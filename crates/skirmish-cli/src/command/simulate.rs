use std::{path::PathBuf, time::Duration};

use chrono::Utc;
use glam::Vec3;
use rand::{Rng as _, SeedableRng as _};
use rand_pcg::Pcg32;
use skirmish_engine::{Arena, ArenaConfig, EpisodeSummary, Ship, TeamId, TrainingAgent};
use skirmish_training::{
    obstacle_field::{ObstacleField, ObstacleFieldConfig},
    pilot::{PilotConfig, ScriptedPilot},
};
use tracing::{info, warn};

use crate::{
    command::SettingsArg,
    schema::report::{SimulationReport, SimulationTotals},
    sink::TracingSink,
    util,
};

/// Episode length used when neither the config nor the command line limits it.
const DEFAULT_EPISODE_TICKS: u64 = 3000;

/// Distance between ships of one team in the starting formation.
const FORMATION_SPACING: f32 = 4.0;

#[derive(Default, Debug, Clone, clap::Args)]
pub(crate) struct SimulateArg {
    #[clap(flatten)]
    settings: SettingsArg,
    /// Number of episodes to run
    #[arg(long, default_value_t = 10)]
    episodes: usize,
    /// Ships on each of the two teams
    #[arg(long, default_value_t = 1)]
    ships_per_team: usize,
    /// Simulation step in milliseconds
    #[arg(long, default_value_t = 20, value_parser = clap::value_parser!(u64).range(1..))]
    tick_ms: u64,
    /// Tick limit per episode, replacing the configured one
    #[arg(long)]
    max_episode_ticks: Option<u64>,
    /// Random seed, replacing the configured one
    #[arg(long)]
    seed: Option<u64>,
    /// Pilot configuration JSON file
    #[arg(long)]
    pilot: Option<PathBuf>,
    /// Output file path
    #[arg(long)]
    output: Option<PathBuf>,
}

pub(crate) fn run(arg: &SimulateArg) -> anyhow::Result<()> {
    let SimulateArg {
        settings,
        episodes,
        ships_per_team,
        tick_ms,
        max_episode_ticks,
        seed,
        pilot,
        output,
    } = arg;

    let mut config = settings.load_config()?;
    if let Some(limit) = max_episode_ticks {
        config.episode.max_episode_ticks = *limit;
    }
    if config.episode.max_episode_ticks == 0 {
        warn!(
            ticks = DEFAULT_EPISODE_TICKS,
            "unlimited episodes cannot be simulated, applying tick limit"
        );
        config.episode.max_episode_ticks = DEFAULT_EPISODE_TICKS;
    }
    let seed = seed
        .or(config.seed)
        .unwrap_or_else(|| rand::rng().random());
    config.seed = Some(seed);

    let pilot_config: PilotConfig = match pilot {
        Some(path) => util::read_json_file("pilot config", path)?,
        None => PilotConfig::default(),
    };

    let started_at = Utc::now();
    let mut arena = build_arena(&config, settings, seed)?;
    let mut pilots = register_teams(&mut arena, *ships_per_team, pilot_config)?;
    info!(
        seed,
        episodes,
        ships = pilots.len(),
        arena_size = arena.arena_size(),
        "starting simulation"
    );

    let dt = Duration::from_millis(*tick_ms);
    let mut rng = Pcg32::seed_from_u64(seed.wrapping_add(1));
    let mut summaries: Vec<EpisodeSummary> = Vec::with_capacity(*episodes);
    while summaries.len() < *episodes {
        for pilot in &mut pilots {
            pilot.step(&mut arena, dt, &mut rng)?;
        }
        arena.tick(dt);

        if arena.episode_count() > summaries.len() as u64
            && let Some(summary) = arena.last_summary()
        {
            print_progress(summary);
            summaries.push(summary.clone());
        }
    }

    let report = SimulationReport {
        started_at,
        finished_at: Utc::now(),
        seed,
        config,
        final_settings: arena.settings().to_settings(),
        totals: SimulationTotals::from_episodes(&summaries),
        episodes: summaries,
    };
    util::save_json(&report, output.as_deref())?;
    Ok(())
}

fn build_arena(config: &ArenaConfig, settings: &SettingsArg, seed: u64) -> anyhow::Result<Arena> {
    let mut arena = Arena::new(config)?
        .with_override_settings(settings.load_override()?)
        .with_population(Box::new(ObstacleField::new(
            ObstacleFieldConfig::default(),
            seed,
        )))
        .with_metrics_sink(Box::new(TracingSink));
    if let Some(params) = settings.load_parameters()? {
        arena = arena.with_parameter_source(Box::new(params));
    }
    Ok(arena)
}

/// Registers two opposing teams in line formation on either side of the center.
fn register_teams(
    arena: &mut Arena,
    ships_per_team: usize,
    pilot_config: PilotConfig,
) -> anyhow::Result<Vec<ScriptedPilot>> {
    let offset = arena.arena_size() * 0.3;
    let center = arena.center_position();
    let mut pilots = vec![];
    for (team, side) in [(TeamId(0), -1.0), (TeamId(1), 1.0)] {
        for slot in 0..ships_per_team {
            #[expect(clippy::cast_precision_loss)]
            let lateral = (slot as f32 - (ships_per_team - 1) as f32 / 2.0) * FORMATION_SPACING;
            let position = center + Vec3::new(side * offset, 0.0, lateral);
            let id = arena.register(
                Box::new(Ship::new(team).at(position)),
                Some(Box::new(TrainingAgent::new())),
            );
            pilots.push(ScriptedPilot::new(id, pilot_config)?);
        }
    }
    Ok(pilots)
}

fn print_progress(summary: &EpisodeSummary) {
    let reason = summary
        .end_reason
        .map_or_else(|| "unknown".to_owned(), |reason| reason.to_string());
    let rewards = summary
        .agents
        .iter()
        .map(|agent| agent.cumulative_reward.unwrap_or(0.0))
        .collect::<Vec<_>>();
    eprintln!(
        "Episode #{:4}: {reason:<18} ticks {:5}  kill rate {:.3}  rewards {rewards:.3?}",
        summary.episode, summary.ticks, summary.kill_rate,
    );
}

### Goal of the exercise
Scan the material for the string "summaries". Copy each line where it appears.

### Solution to this exercise
    let mut summaries: Vec<EpisodeSummary> = Vec::with_capacity(*episodes);
    while summaries.len() < *episodes {
        if arena.episode_count() > summaries.len() as u64
            summaries.push(summary.clone());
        totals: SimulationTotals::from_episodes(&summaries),
        episodes: summaries,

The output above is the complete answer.